# Predictions

## Data wrangling

In [2]:
# Preamble
import pandas as pd
import numpy as np
pd.set_option("mode.chained_assignment", None)
import random
random.seed(1509)
import matplotlib.pyplot as plt
import lightgbm as lgb
import pyarrow.feather as feather
from os import chdir, getcwd
import statsmodels.api as sm
from pprint import pprint
from nested_cv import NestedCV

# sci-kit
from sklearn.linear_model import LinearRegression
from sklearn.neural_network import MLPRegressor
from sklearn.ensemble import RandomForestRegressor
from sklearn import svm
from sklearn.preprocessing import StandardScaler
from sklearn.model_selection import train_test_split, GridSearchCV, RandomizedSearchCV, cross_val_score, cross_val_predict
from sklearn import metrics
from sklearn.metrics import r2_score, mean_squared_error, explained_variance_score
from sklearn import tree

In [3]:
data_dir = '/home/jovyan/work/Data/'
results_dir = '/home/jovyan/work/Results/'

In [4]:
select_features = ['reporter.ISO', 'partner.ISO', 'year',
                   'ln.Tot_IFF_t', 'ln.In_Tot_IFF_t',
                   'ln.gdp_o', 'ln.gdp_d', 'ln.pop_o', 'ln.pop_d', 
                   'dist', 'contig', 
                   'comlang', 'comcol', 'col45', 
                   'ihs.entry_cost_o', 'ihs.entry_cost_d', 'rta',
                   'rCorrCont', 'pCorrCont',
                   'rRegQual', 'pRegQual', 
                   'rRuleLaw', 'pRuleLaw',
                   'pSecrecyScore',
                   'pFSI.rank',
                   'pKFSI13',
                   'pKFSI17',
                   'pKFSI20',
                   'rFATF', 'pFATF',
                   'ihs.tariff',
                   'kai_o', 'kai_d', 'kao_o', 'kao_d',
                   'cc_o', 'cc_d', 'cci_o', 'cci_d', 'cco_o', 'cco_d',
                   'di_o', 'di_d', 'dii_o', 'dii_d', 'dio_o', 'dio_d']

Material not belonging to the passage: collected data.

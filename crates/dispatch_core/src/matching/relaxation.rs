//! Relaxation Controller (§4.7). After the strict pass commits, attempts to
//! salvage deferred clusters by progressively loosening each deferred
//! cluster's own constraints and re-running the solver over the shrinking
//! deferral/driver pools, round by round, until a round assigns nothing or
//! either pool empties.
//!
//! Grounded directly on spec.md §4.7/§9: strategies are plain functions over
//! `(profile, round_n)`, registered as a list rather than discovered by
//! reflection (the source's dict-of-callables pattern), matching `matching
//! ::profile`'s choice of a typed value over a runtime-typed record.

use chrono::{DateTime, Utc};

use crate::config::{AssignmentConfig, KitchenConfig};
use crate::models::{Cluster, ClusterDeferral, Driver, DriverAssignment};

use super::profile::AssignmentProfile;
use super::solver::solve_with_profiles;

/// A pure (except for its log append) constraint-loosening step, applied to
/// one cluster's profile for one relaxation round.
pub type RelaxationStrategy = fn(&mut AssignmentProfile, round: u32);

/// `relax_hotness(profile, round_n)`: `max_hotness ← 20 + 5·round_n`.
pub fn relax_hotness(profile: &mut AssignmentProfile, round: u32) {
    let relaxed = 20 + 5 * round as i64;
    profile.constraints.max_hotness_minutes = relaxed;
    profile.log.push(format!("Relaxed hotness tolerance to {relaxed} mins"));
}

/// `relax_lateness(profile, round_n)`: `lateness_tol ← 10 + 5·round_n`.
pub fn relax_lateness(profile: &mut AssignmentProfile, round: u32) {
    let relaxed = 10 + 5 * round as i64;
    profile.constraints.lateness_tolerance_minutes = relaxed;
    profile.log.push(format!("Relaxed lateness tolerance to {relaxed} mins"));
}

/// The canonical strategy order: both constraints loosen together each
/// round, matching spec.md §4.7's two listed strategies.
pub fn default_strategies() -> Vec<RelaxationStrategy> {
    vec![relax_hotness, relax_lateness]
}

pub struct RelaxationOutcome {
    pub assignments: Vec<DriverAssignment>,
    pub deferrals: Vec<ClusterDeferral>,
}

pub struct RelaxationController {
    strategies: Vec<RelaxationStrategy>,
    max_rounds: u32,
}

impl RelaxationController {
    pub fn new(strategies: Vec<RelaxationStrategy>, max_rounds: u32) -> Self {
        Self { strategies, max_rounds }
    }

    pub fn from_config(assignment_config: &AssignmentConfig) -> Self {
        Self::new(default_strategies(), assignment_config.max_relaxation_rounds)
    }

    /// Runs up to `max_rounds` relaxation rounds over `clusters` (still
    /// deferred after the strict pass, each carrying its own mutable
    /// profile) and `drivers` (idle after the strict pass). Returns every
    /// pair won during relaxation plus the final deferral motivation for
    /// clusters that remain unassigned.
    pub fn run(
        &self,
        mut clusters: Vec<Cluster>,
        mut profiles: Vec<AssignmentProfile>,
        mut drivers: Vec<Driver>,
        kitchen: &KitchenConfig,
        assignment_config: &AssignmentConfig,
        now: DateTime<Utc>,
    ) -> RelaxationOutcome {
        debug_assert_eq!(clusters.len(), profiles.len());

        let mut assignments = Vec::new();
        let mut last_deferrals: Vec<ClusterDeferral> = Vec::new();

        for round in 1..=self.max_rounds {
            if clusters.is_empty() {
                break;
            }

            for profile in profiles.iter_mut() {
                for strategy in &self.strategies {
                    strategy(profile, round);
                }
            }

            let result = solve_with_profiles(&drivers, &clusters, kitchen, assignment_config, &profiles, now);
            last_deferrals = result.deferrals.clone();

            if result.assignments.is_empty() {
                // Nothing won this round, but later rounds loosen the
                // thresholds further (they are absolute, not incremental),
                // so a dry round on its own isn't proof the next one will
                // be too. Only an empty driver pool is — nothing left to
                // assign with, ever.
                if drivers.is_empty() {
                    break;
                }
                continue;
            }

            let won_cluster_ids: std::collections::HashSet<_> =
                result.assignments.iter().map(|a| a.cluster_id.clone()).collect();

            let mut remaining_clusters = Vec::new();
            let mut remaining_profiles = Vec::new();
            for (mut cluster, profile) in clusters.into_iter().zip(profiles.into_iter()) {
                if won_cluster_ids.contains(&cluster.id) {
                    continue;
                }
                cluster.relaxed_constraints = Some(profile.clone());
                remaining_clusters.push(cluster);
                remaining_profiles.push(profile);
            }

            assignments.extend(result.assignments);
            clusters = remaining_clusters;
            profiles = remaining_profiles;
            drivers = result.remaining_drivers;
        }

        // Any cluster never re-evaluated (loop stopped before its round, or
        // max_rounds == 0) still needs a deferral entry with its last known
        // motivation.
        let evaluated: std::collections::HashSet<_> =
            last_deferrals.iter().map(|d| d.cluster_id.clone()).collect();
        for (cluster, _) in clusters.iter().zip(profiles.iter()) {
            if !evaluated.contains(&cluster.id) {
                last_deferrals.push(ClusterDeferral {
                    cluster_id: cluster.id.clone(),
                    reason: crate::error::DeferralReason::NoDriverAvailable,
                });
            }
        }

        RelaxationOutcome {
            assignments,
            deferrals: last_deferrals,
        }
    }
}

#[cfg(test)]
mod tests {
    use super::*;
    use crate::error::DeferralReason;
    use crate::geo::Coordinate;
    use crate::models::Cluster;
    use crate::route_provider::InMemoryRouteProvider;
    use crate::test_support::fixtures::{depot_at, driver_at, order_at};
    use chrono::Duration;

    async fn cluster_far_from_depot(id: i64, now: DateTime<Utc>) -> Cluster {
        let provider = InMemoryRouteProvider::default();
        let depot = depot_at(Coordinate::new(0.0, 0.0));
        // Far enough that cumulative route duration breaches a 20-minute
        // hotness bound at ~30 km/h but not a 25-30 minute one.
        let mut orders = vec![order_at(id, Coordinate::new(0.0, 0.12), now + Duration::hours(1))];
        let route = crate::route_planner::compute_cluster_route(&mut orders, &depot, &provider)
            .await
            .unwrap();
        let mut cluster = Cluster::new(now, orders);
        cluster.cluster_route = Some(route);
        cluster
    }

    #[tokio::test]
    async fn relaxing_hotness_eventually_salvages_a_deferred_cluster() {
        let now = Utc::now();
        let kitchen = KitchenConfig::default();
        let assignment_config = AssignmentConfig {
            max_hotness_minutes: 1,
            ..AssignmentConfig::default()
        };
        let cluster = cluster_far_from_depot(1, now).await;
        let profile = AssignmentProfile::from_config(&assignment_config);
        let driver = driver_at(1, Coordinate::new(0.0, 0.0));

        let controller = RelaxationController::new(default_strategies(), 5);
        let outcome = controller.run(vec![cluster], vec![profile], vec![driver], &kitchen, &assignment_config, now);

        assert_eq!(outcome.assignments.len(), 1);
        assert!(outcome.assignments[0]
            .relaxation_log
            .iter()
            .any(|line| line.starts_with("Relaxed hotness tolerance to")));
    }

    #[tokio::test]
    async fn stops_early_on_a_dry_round() {
        let now = Utc::now();
        let kitchen = KitchenConfig::default();
        let assignment_config = AssignmentConfig::default();
        // No drivers at all: every round is dry immediately.
        let cluster = cluster_far_from_depot(1, now).await;
        let profile = AssignmentProfile::from_config(&assignment_config);

        let controller = RelaxationController::new(default_strategies(), 3);
        let outcome = controller.run(vec![cluster], vec![profile], vec![], &kitchen, &assignment_config, now);

        assert!(outcome.assignments.is_empty());
        assert_eq!(outcome.deferrals.len(), 1);
        assert_eq!(outcome.deferrals[0].reason, DeferralReason::NoDriversAvailable);
    }
}
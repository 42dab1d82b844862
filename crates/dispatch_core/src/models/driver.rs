use chrono::{DateTime, Utc};
use serde::{Deserialize, Serialize};

use crate::geo::Coordinate;

pub type DriverId = i64;

#[derive(Debug, Clone, Copy, PartialEq, Eq, Serialize, Deserialize)]
#[serde(rename_all = "snake_case")]
pub enum DriverStatus {
    Available,
    Delivering,
    Offline,
}

#[derive(Debug, Clone, PartialEq, Serialize, Deserialize)]
pub struct Driver {
    pub id: DriverId,
    pub user_id: i64,
    pub full_name: String,
    pub is_active: bool,
    pub status: DriverStatus,
    pub coordinate: Option<Coordinate>,
    /// Opaque payload describing the driver's current route, if any;
    /// never interpreted by the engine.
    pub current_route: Option<serde_json::Value>,
    pub estimated_finish_time: Option<DateTime<Utc>>,
    pub created_at: DateTime<Utc>,
    pub updated_at: DateTime<Utc>,
}

impl Driver {
    /// §3 invariant: dispatchable iff available, or delivering with a
    /// finish time within `eta_threshold` of `now`, and both coordinates
    /// known. Drivers model a single coordinate (no separate lon/lat
    /// columns), so "both coordinates known" reduces to `coordinate.is_some()`.
    pub fn is_dispatchable(&self, now: DateTime<Utc>, eta_threshold: chrono::Duration) -> bool {
        if self.coordinate.is_none() {
            return false;
        }
        match self.status {
            DriverStatus::Available => true,
            DriverStatus::Delivering => self
                .estimated_finish_time
                .map(|finish| finish <= now + eta_threshold)
                .unwrap_or(false),
            DriverStatus::Offline => false,
        }
    }
}
//! Per-(driver, cluster) feasibility and cost, per spec.md §4.6 steps 1-7.

use chrono::{DateTime, Duration, Utc};

use crate::config::KitchenConfig;
use crate::error::DeferralReason;
use crate::models::{Cluster, Driver};
use crate::readiness::estimate_ready_time;

use super::profile::AssignmentProfile;

#[derive(Debug, Clone)]
pub enum PairEvaluation {
    Feasible { cost: f64 },
    Infeasible { reason: DeferralReason },
}

/// §9 Open Question, pinned rather than guessed: the source computes
/// `driver_ready_time = now − estimated_finish_time` when a finish time is
/// set — dimensionally a `Duration`, not a timestamp, fed into a later
/// timestamp subtraction. The intended expression is almost certainly
/// `driver_ready_time = estimated_finish_time` directly. Implemented
/// literally here (reinterpreting the duration as a Unix-epoch offset, the
/// closest Rust analogue of the Python bug's duck-typed behaviour) so the
/// current behaviour is pinned and testable; flipping this one function
/// and its accompanying property test is the entire fix if product
/// direction changes.
pub fn driver_ready_time_surrogate(now: DateTime<Utc>, estimated_finish_time: Option<DateTime<Utc>>) -> DateTime<Utc> {
    match estimated_finish_time {
        Some(finish) => {
            let delta: Duration = now - finish;
            DateTime::<Utc>::from_timestamp(delta.num_seconds(), 0).unwrap_or(now)
        }
        None => now,
    }
}

/// Evaluates one (driver, cluster) pair per spec.md §4.6.
pub fn evaluate_pair(
    driver: &Driver,
    cluster: &Cluster,
    kitchen: &KitchenConfig,
    profile: &AssignmentProfile,
    time_for_payment_secs: i64,
    now: DateTime<Utc>,
) -> PairEvaluation {
    let route = match &cluster.cluster_route {
        Some(route) => route,
        None => {
            return PairEvaluation::Infeasible {
                reason: DeferralReason::NoFeasibleDriver,
            }
        }
    };

    let latest_prep_time = estimate_ready_time(cluster.total_items as u32, kitchen, now);
    let dispatch_ready_time = now.max(latest_prep_time);

    let driver_ready_time = driver_ready_time_surrogate(now, driver.estimated_finish_time);
    let wait_time = (dispatch_ready_time - driver_ready_time).num_seconds().max(0);

    // Per-order delivery times: cumulative segment duration plus a fixed
    // payment delay at every stop visited so far (segment i's cumulative
    // duration already covers the leg into stop i).
    let mut max_lateness_secs: i64 = 0;
    let mut max_hotness_secs: i64 = 0;
    for (i, order) in cluster.orders.iter().enumerate() {
        let segment = &route.segments[i];
        let delivery_time = dispatch_ready_time
            + Duration::seconds(segment.duration_from_start_secs as i64)
            + Duration::seconds(time_for_payment_secs * (i as i64 + 1));

        let lateness = (delivery_time - order.desired_delivery_time).num_seconds().max(0);
        max_lateness_secs = max_lateness_secs.max(lateness);

        let hotness = (delivery_time - dispatch_ready_time).num_seconds().max(0);
        max_hotness_secs = max_hotness_secs.max(hotness);

        if hotness > profile.constraints.max_hotness_minutes * 60 {
            return PairEvaluation::Infeasible {
                reason: DeferralReason::HotnessConstraintNotMet,
            };
        }
        if (delivery_time - cluster.earliest_delivery_time).num_seconds()
            > profile.constraints.lateness_tolerance_minutes * 60
        {
            return PairEvaluation::Infeasible {
                reason: DeferralReason::LatenessExceeded {
                    tolerance_minutes: profile.constraints.lateness_tolerance_minutes,
                },
            };
        }
    }

    let cost = profile.weights.wait_time * wait_time as f64
        + profile.weights.max_lateness * max_lateness_secs as f64
        + profile.weights.route_duration * route.total_duration_secs;

    PairEvaluation::Feasible { cost }
}
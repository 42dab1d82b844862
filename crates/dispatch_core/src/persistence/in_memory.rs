//! In-process `PersistenceStore`, `tokio::sync::RwLock`-guarded the way the
//! engine's other shared state (the geo-distance cache) uses a `Mutex`
//! rather than reaching for a database in tests. The reference
//! implementation: every unit/integration test in this crate exercises it
//! directly instead of mocking the trait boundary.

use std::collections::HashMap;

use async_trait::async_trait;
use tokio::sync::RwLock;

use crate::error::Result;
use crate::models::{Cluster, ClusterId, ClusterStatus, Driver, DriverId, Order, OrderId, OrderStatus};

use super::PersistenceStore;

#[derive(Default)]
pub struct InMemoryStore {
    orders: RwLock<HashMap<OrderId, Order>>,
    drivers: RwLock<HashMap<DriverId, Driver>>,
    clusters: RwLock<HashMap<ClusterId, Cluster>>,
}

impl InMemoryStore {
    pub fn new() -> Self {
        Self::default()
    }

    pub async fn seed_order(&self, order: Order) {
        self.orders.write().await.insert(order.id, order);
    }

    pub async fn seed_driver(&self, driver: Driver) {
        self.drivers.write().await.insert(driver.id, driver);
    }

    pub async fn get_order(&self, id: OrderId) -> Option<Order> {
        self.orders.read().await.get(&id).cloned()
    }

    pub async fn get_driver(&self, id: DriverId) -> Option<Driver> {
        self.drivers.read().await.get(&id).cloned()
    }

    pub async fn get_cluster(&self, id: &ClusterId) -> Option<Cluster> {
        self.clusters.read().await.get(id).cloned()
    }

    pub async fn all_clusters(&self) -> Vec<Cluster> {
        self.clusters.read().await.values().cloned().collect()
    }
}

#[async_trait]
impl PersistenceStore for InMemoryStore {
    async fn fetch_pending_orders(&self) -> Result<Vec<Order>> {
        Ok(self
            .orders
            .read()
            .await
            .values()
            .filter(|o| o.status == OrderStatus::Pending)
            .cloned()
            .collect())
    }

    async fn fetch_drivers(&self) -> Result<Vec<Driver>> {
        Ok(self.drivers.read().await.values().cloned().collect())
    }

    async fn create_cluster(&self, cluster: &Cluster) -> Result<()> {
        self.clusters.write().await.insert(cluster.id.clone(), cluster.clone());
        Ok(())
    }

    async fn update_order_status(&self, order_ids: &[OrderId], status: OrderStatus) -> Result<()> {
        let mut orders = self.orders.write().await;
        for id in order_ids {
            if let Some(order) = orders.get_mut(id) {
                order.status = status;
            }
        }
        Ok(())
    }

    async fn update_cluster_status(&self, cluster_ids: &[ClusterId], status: ClusterStatus) -> Result<()> {
        let mut clusters = self.clusters.write().await;
        for id in cluster_ids {
            if let Some(cluster) = clusters.get_mut(id) {
                cluster.cluster_status = status;
            }
        }
        Ok(())
    }

    async fn update_driver_status(&self, driver_ids: &[DriverId], status: DriverStatus) -> Result<()> {
        let mut drivers = self.drivers.write().await;
        for id in driver_ids {
            if let Some(driver) = drivers.get_mut(id) {
                driver.status = status;
            }
        }
        Ok(())
    }
}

features = [       'ln.gdp_o', 'ln.gdp_d', 'ln.pop_o', 'ln.pop_d', 
                   'dist', 'contig', 
                   'comlang', 'comcol', 'col45', 
                   'ihs.entry_cost_o', 'ihs.entry_cost_d', 'rta',
                   'rCorrCont', 'pCorrCont',
                   'rRegQual', 'pRegQual', 
                   'rRuleLaw', 'pRuleLaw',
                   'pSecrecyScore',
                   'pFSI.rank',
                   'pKFSI13',
                   'pKFSI17',
                   'pKFSI20',
                   'rFATF', 'pFATF',
                   'ihs.tariff',
                   'kai_o', 'kai_d', 'kao_o', 'kao_d',
                   'cc_o', 'cc_d', 'cci_o', 'cci_d', 'cco_o', 'cco_d',
                   'di_o', 'di_d', 'dii_o', 'dii_d', 'dio_o', 'dio_d']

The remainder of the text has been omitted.